Les préoccupations quotidiennes des promoteurs de régimes sont parfois très loin des grands enjeux stratégiques de l’industrie. Peu importe la taille de leur entreprise ou le marché dans lequel ils évoluent, ils ont tous en commun d’être en première ligne face aux participants. Pour Catherine Bourque, directrice principale, rémunération globale au Groupe Colabor, l’enjeu pour les promoteurs est bien souvent de mettre sur pied un régime adapté à leur réalité d’affaires, au contexte de l’entreprise et aux ressources disponibles pour l’administration.

Bien entendu, la réalité des employés doit elle aussi être prise en compte lors de l’élaboration des règles du régime, ce qui n’est pas toujours simple. « J’aimerais bien que notre régime devienne obligatoire, mais avant, on doit s’assurer que les employés ont la capacité financière d’épargner, ce qui n’est pas le cas de tout le monde », explique Mme Bourque. Si la structure du régime préoccupe les employeurs, un défi majeur réside plutôt dans la communication et l’information aux participants. « Le gros enjeu, c’est de faire en sorte que les gens connaissent leur régime, affirme Nathalie Perron, conseillère en régime de retraite à La Coop fédérée. Il y a un réel risque à ne pas suffisamment informer les employés. Si je ne leur en parle pas, ça ne donne rien d’investir là-dedans. »

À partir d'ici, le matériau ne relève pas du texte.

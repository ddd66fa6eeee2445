// Copyright (C) 2026 Fred Clausen
// Use of this source code is governed by an MIT-style
// license that can be found in the LICENSE file or at
// https://opensource.org/licenses/MIT.

#![deny(
    clippy::pedantic,
    clippy::cargo,
    clippy::nursery,
    clippy::style,
    clippy::correctness,
    clippy::all
)]
#![allow(clippy::multiple_crate_versions)]

mod live;
mod scheduler;
mod session;

use axum::{
    Json, Router,
    extract::{Path, Query, State as AxumState},
    http::StatusCode,
    response::{IntoResponse, Response},
    routing::{delete, get, post, put},
};
use clap::Parser;
use louaj::QueueStore;
use louaj_api::{
    AdjustSeatsRequest, ApiError, AuditEventView, BookSeatsRequest, BookingListResponse,
    BookingResponse, DestinationListResponse, DestinationView, EnqueueVehicleRequest,
    EntryResponse, FareResponse, OperationalResponse, OvernightEntryResponse,
    OvernightQueueResponse, ParkByDriverRequest, ParkOvernightRequest, PromoteOvernightResponse,
    QueueResponse, QueueStatsResponse, RegisterDestinationRequest, RegisterVehicleRequest,
    ReorderQueueRequest, SetDepartureRequest, SetFareRequest, SetOperationalRequest,
    StationConfig, StationStatsResponse, UpdateStatusRequest, VehicleResponse,
    adjust_entry_seats, book_seats, destination_audit_events, enqueue_vehicle, list_bookings,
    list_destinations, list_overnight, list_queue, mark_ready_for_transfer, park_overnight,
    park_overnight_by_driver, promote_overnight, queue_stats, recent_audit_events,
    register_destination, register_vehicle, remove_entry, remove_overnight, reorder_queue,
    set_estimated_departure, set_fare, set_operational, station_stats, update_entry_status,
    verify_ticket,
};
use serde::{Deserialize, Serialize};
use std::path::PathBuf;
use std::sync::Arc;
use tracing::{error, info};

use crate::live::{LiveEvent, LiveEventBroadcaster, live_events_handler};
use crate::session::StaffSession;

/// Default number of audit events returned by `GET /audit`.
const DEFAULT_AUDIT_LIMIT: usize = 50;

/// Louaj station server - HTTP API for the vehicle queues
#[derive(Parser, Debug)]
#[command(author, version, about, long_about = None)]
struct Args {
    /// Path to a JSON station config. If not provided, starts an empty station.
    #[arg(short, long)]
    config: Option<PathBuf>,

    /// Port to bind the server to
    #[arg(short, long, default_value_t = 3000)]
    port: u16,

    /// Disable automatic overnight promotion at opening time
    #[arg(long)]
    no_scheduler: bool,
}

/// Application state shared across handlers.
#[derive(Clone)]
struct AppState {
    /// The queue store.
    store: Arc<QueueStore>,
    /// Live event fan-out.
    broadcaster: Arc<LiveEventBroadcaster>,
    /// The loaded station configuration.
    config: Arc<StationConfig>,
}

/// Query parameters for `GET /audit`.
#[derive(Debug, Deserialize)]
struct AuditQuery {
    /// Maximum number of events to return.
    limit: Option<usize>,
}

/// Error response type.
#[derive(Debug, Clone, Serialize, Deserialize)]
struct ErrorResponse {
    /// Error indicator.
    error: bool,
    /// Error message.
    message: String,
}

/// HTTP error wrapper that implements `IntoResponse`.
#[derive(Debug)]
struct HttpError {
    /// The HTTP status code.
    status: StatusCode,
    /// The error message.
    message: String,
}

impl IntoResponse for HttpError {
    fn into_response(self) -> Response {
        let body: Json<ErrorResponse> = Json(ErrorResponse {
            error: true,
            message: self.message,
        });
        (self.status, body).into_response()
    }
}

impl From<ApiError> for HttpError {
    fn from(err: ApiError) -> Self {
        let status: StatusCode = match &err {
            ApiError::AuthenticationFailed { .. } => StatusCode::UNAUTHORIZED,
            ApiError::Unauthorized { .. } => StatusCode::FORBIDDEN,
            ApiError::ResourceNotFound { .. } => StatusCode::NOT_FOUND,
            ApiError::DomainRuleViolation { rule, .. } if is_conflict(rule) => StatusCode::CONFLICT,
            ApiError::DomainRuleViolation { .. } => StatusCode::UNPROCESSABLE_ENTITY,
            ApiError::InvalidInput { .. } => StatusCode::BAD_REQUEST,
            ApiError::Internal { .. } => {
                error!(error = %err, "Internal error");
                StatusCode::INTERNAL_SERVER_ERROR
            }
        };
        Self {
            status,
            message: err.to_string(),
        }
    }
}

Les deux promoteurs s’accordent pour dire que les employés apprécient généralement entendre parler de leur régime de retraite. « Quand on fait des séances d’information de groupe, les gens sont tellement heureux de voir que l’employeur se soucie de leur futur bien-être financier. C’est un bon point de départ pour nous », soutient Mme Bourque. Selon elle, le plus grand risque qu’encourent les participants concerne les mauvais choix de placements. « Les employés utilisent les outils en ligne fournis, mais leurs investissements ne sont pas nécessairement alignés avec leur profil et leur objectif de retraite pour autant. On doit leur expliquer quoi faire après avoir utilisé les outils », insiste-t-elle, en ajoutant que l’élaboration de communications ciblées en fonction de l’âge et du type d’investisseur serait une idée intéressante à développer.

Or, même si elles reconnaissent l’importance des rencontres individuelles avec un conseiller financier dans la démarche de planification de la retraite Nathalie Perron et Catherine Bourque sont réticentes à l’idée de s’impliquer à cet égard. « C’est un sujet difficile pour les promoteurs. On a de la difficulté à voir le risque fiduciaire pour un employeur de cautionner l’utilisation d’un conseiller unique dans un régime de retraite. On manque d’information à ce sujet », note Catherine Bourque. « Les rencontres individuelles fonctionnent bien pour que les employés prennent action. En tant qu’employeurs, on n’est pas positionnés pour les conseiller, mais on peut les guider vers les bonnes ressources », ajoute Nathalie Perron.